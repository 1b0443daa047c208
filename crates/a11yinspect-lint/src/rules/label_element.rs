//! A lint rule for `label` elements.

use a11yinspect_ast::Element;

use crate::Context;
use crate::Message;
use crate::Rule;
use crate::Tag;
use crate::TagSet;
use crate::Variant;
use crate::resolve;

/// The identifier for the label element rule.
const ID: &str = "label-element";

/// The messages of the rule.
const MESSAGES: &[Message] = &[
    Message::new("labelMissingAttribute")
        .combined("❌ Label missing for attribute")
        .error("❌ Label missing for attribute"),
    Message::new("labelTextContent")
        .combined("❌ Label has no text content")
        .error("❌ Label has no text content"),
];

/// Detects labels that label nothing or say nothing.
#[derive(Default, Debug, Clone, Copy)]
pub struct LabelElementRule;

impl Rule for LabelElementRule {
    fn id(&self) -> &'static str {
        ID
    }

    fn description(&self) -> &'static str {
        "Ensures that labels are associated with a control and have text."
    }

    fn explanation(&self) -> &'static str {
        "A `label` names a form control only when it is associated with it, either through \
         `htmlFor` or by wrapping the control. A label without text names the control with \
         nothing."
    }

    fn tags(&self) -> TagSet {
        TagSet::new(&[Tag::Perceivable, Tag::Understandable])
    }

    fn related_rules(&self) -> &[&'static str] {
        &["input-element"]
    }

    fn variants(&self) -> &'static [Variant] {
        // The `-warning` variant has no messages of its own
        &Variant::ALL
    }

    fn messages(&self) -> &'static [Message] {
        MESSAGES
    }

    fn applies_to(&self, element: &Element<'_>) -> bool {
        element.is("label")
    }

    fn check(&self, cx: &mut Context<'_>, element: &Element<'_>) {
        let wraps_input = element.child_elements().any(|c| c.is("input"));
        if !element.has("htmlFor") && !wraps_input {
            cx.report("labelMissingAttribute", element.location());
        }

        if element.text().is_empty() && !resolve::is_decorative(element) {
            cx.report("labelTextContent", element.location());
        }
    }
}

#[cfg(test)]
mod tests {
    use a11yinspect_ast::builder::document;
    use a11yinspect_ast::builder::element;
    use pretty_assertions::assert_eq;

    use super::*;
    use crate::rules::testing::reports;

    #[test]
    fn label_checks() {
        let doc = document([
            element("label").text("Name"),
            element("label").attr("htmlFor", "email"),
            element("label")
                .text("Subscribe")
                .child(element("input").attr("type", "checkbox")),
        ]);
        assert_eq!(
            reports(&LabelElementRule, &doc),
            [
                "labelMissingAttribute at <label>@0",
                "labelTextContent at <label>@2",
            ]
        );
    }

    #[test]
    fn hidden_labels_need_no_text() {
        let doc = document([
            element("label")
                .attr("htmlFor", "email")
                .attr("aria-hidden", "true"),
            element("label").attr("htmlFor", "name").attr("role", "none"),
        ]);
        assert!(reports(&LabelElementRule, &doc).is_empty());
    }
}
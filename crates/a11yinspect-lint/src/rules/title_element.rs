//! A lint rule for the document `title`.

use std::borrow::Cow;

use a11yinspect_ast::Element;
use a11yinspect_ast::Location;

use crate::Config;
use crate::Context;
use crate::Message;
use crate::Rule;
use crate::Tag;
use crate::TagSet;
use crate::Variant;
use crate::quote_threshold;

/// The identifier for the title element rule.
const ID: &str = "title-element";

/// The messages of the rule.
const MESSAGES: &[Message] = &[
    Message::new("pageMissingTitleElement")
        .combined("❌ Page missing title element")
        .error("❌ Page missing title element"),
    Message::new("titleElementEmpty")
        .combined("❌ title element is empty")
        .error("❌ title element is empty"),
    Message::new("titleElementTooLong60")
        .combined("⚠️ title element too long (>60 chars)")
        .warning("⚠️ title element too long (>60 chars)"),
];

/// Detects missing, empty and over-long page titles.
#[derive(Debug, Clone, Copy)]
pub struct TitleElementRule {
    /// The maximum length of the title.
    max_title_length: usize,
}

impl TitleElementRule {
    /// Creates a new title element rule.
    pub fn new(config: &Config) -> Self {
        Self {
            max_title_length: config.max_title_length,
        }
    }
}

impl Default for TitleElementRule {
    fn default() -> Self {
        Self::new(&Config::default())
    }
}

impl Rule for TitleElementRule {
    fn id(&self) -> &'static str {
        ID
    }

    fn description(&self) -> &'static str {
        "Ensures that a page has a short, non-empty title."
    }

    fn explanation(&self) -> &'static str {
        "The page title is the first thing a screen reader announces and identifies the page in \
         tabs, history and bookmarks. It must be present and not empty, and should be short \
         enough to be read at a glance."
    }

    fn tags(&self) -> TagSet {
        TagSet::new(&[Tag::Operable])
    }

    fn url(&self) -> Option<&'static str> {
        Some("https://www.w3.org/WAI/WCAG22/Understanding/page-titled.html")
    }

    fn related_rules(&self) -> &[&'static str] {
        &["lang-element", "meta-element"]
    }

    fn variants(&self) -> &'static [Variant] {
        &Variant::ALL
    }

    fn messages(&self) -> &'static [Message] {
        MESSAGES
    }

    fn applies_to(&self, element: &Element<'_>) -> bool {
        element.is("title")
    }

    fn render(&self, key: &'static str, text: &'static str) -> Cow<'static, str> {
        match key {
            "titleElementTooLong60" => quote_threshold(
                text,
                ">60 chars",
                &format!(">{} chars", self.max_title_length),
            ),
            _ => Cow::Borrowed(text),
        }
    }

    fn check(&self, cx: &mut Context<'_>, element: &Element<'_>) {
        let text = element.text();
        if text.is_empty() {
            cx.report("titleElementEmpty", element.location());
        } else if text.trimmed().chars().count() > self.max_title_length {
            cx.report("titleElementTooLong60", element.location());
        }
    }

    fn finalize(&self, cx: &mut Context<'_>) {
        if !cx.state().title_seen() {
            cx.report("pageMissingTitleElement", Location::Document);
        }
    }
}
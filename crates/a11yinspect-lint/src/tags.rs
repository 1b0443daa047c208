//! Definition of lint rule tags.

use strum::EnumIter;
use strum::IntoEnumIterator;

/// A lint rule tag.
///
/// The first four tags are the principles of the Web Content Accessibility
/// Guidelines; a rule is tagged with the principle its success criteria
/// belong to.
#[derive(Copy, Clone, Debug, Eq, Hash, Ord, PartialEq, PartialOrd, EnumIter, strum::Display)]
#[repr(u8)]
pub enum Tag {
    /// Rules about information being presentable to every user (text
    /// alternatives, captions, structure).
    Perceivable,

    /// Rules about components being operable by every user (keyboard access,
    /// focus order, timing).
    Operable,

    /// Rules about content and operation being understandable (language,
    /// labels, predictable behavior).
    Understandable,

    /// Rules about content being robust enough for assistive technology
    /// (valid roles, states and properties).
    Robust,

    /// Rules that flag advisory patterns rather than failures.
    #[strum(serialize = "BestPractice")]
    BestPractice,
}

/// A set of lint tags.
#[derive(Debug, Clone, Copy, PartialEq, Eq, PartialOrd, Ord, Hash)]
pub struct TagSet(u32);

impl TagSet {
    /// Constructs a tag set from a slice of tags.
    ///
    /// # Panics
    ///
    /// This method will panic if the provided slice is empty.
    pub const fn new(tags: &[Tag]) -> Self {
        if tags.is_empty() {
            panic!("a tag set must be non-empty");
        }

        let mut bits = 0u32;
        let mut i = 0;
        while i < tags.len() {
            bits |= Self::mask(tags[i]);
            i += 1;
        }
        Self(bits)
    }

    /// Unions two tag sets together.
    pub const fn union(self, other: Self) -> Self {
        Self(self.0 | other.0)
    }

    /// Checks if the tag is contained in the set.
    pub const fn contains(&self, tag: Tag) -> bool {
        self.0 & Self::mask(tag) != 0
    }

    /// Gets the count of tags in the set.
    pub const fn count(&self) -> usize {
        self.0.count_ones() as usize
    }

    /// Masks the given tag to a `u32`.
    const fn mask(tag: Tag) -> u32 {
        1u32 << (tag as u8)
    }

    /// Iterates the tags in the set.
    pub fn iter(&self) -> impl Iterator<Item = Tag> + use<> {
        let set = *self;
        Tag::iter().filter(move |t| set.contains(*t))
    }
}

/// Display for a tag set.
impl std::fmt::Display for TagSet {
    fn fmt(&self, f: &mut std::fmt::Formatter<'_>) -> std::fmt::Result {
        let tags = self.iter().collect::<Vec<_>>();
        write!(f, "{:?}", tags)
    }
}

======

▶ [WORK REQUEST]:
Where a line in the listing above contains "Clone", copy that line.

▶ [COMPLETED TASK]:
#[derive(Default, Debug, Clone, Copy)]
#[derive(Debug, Clone, Copy)]
#[derive(Copy, Clone, Debug, Eq, Hash, Ord, PartialEq, PartialOrd, EnumIter, strum::Display)]
#[derive(Debug, Clone, Copy, PartialEq, Eq, PartialOrd, Ord, Hash)]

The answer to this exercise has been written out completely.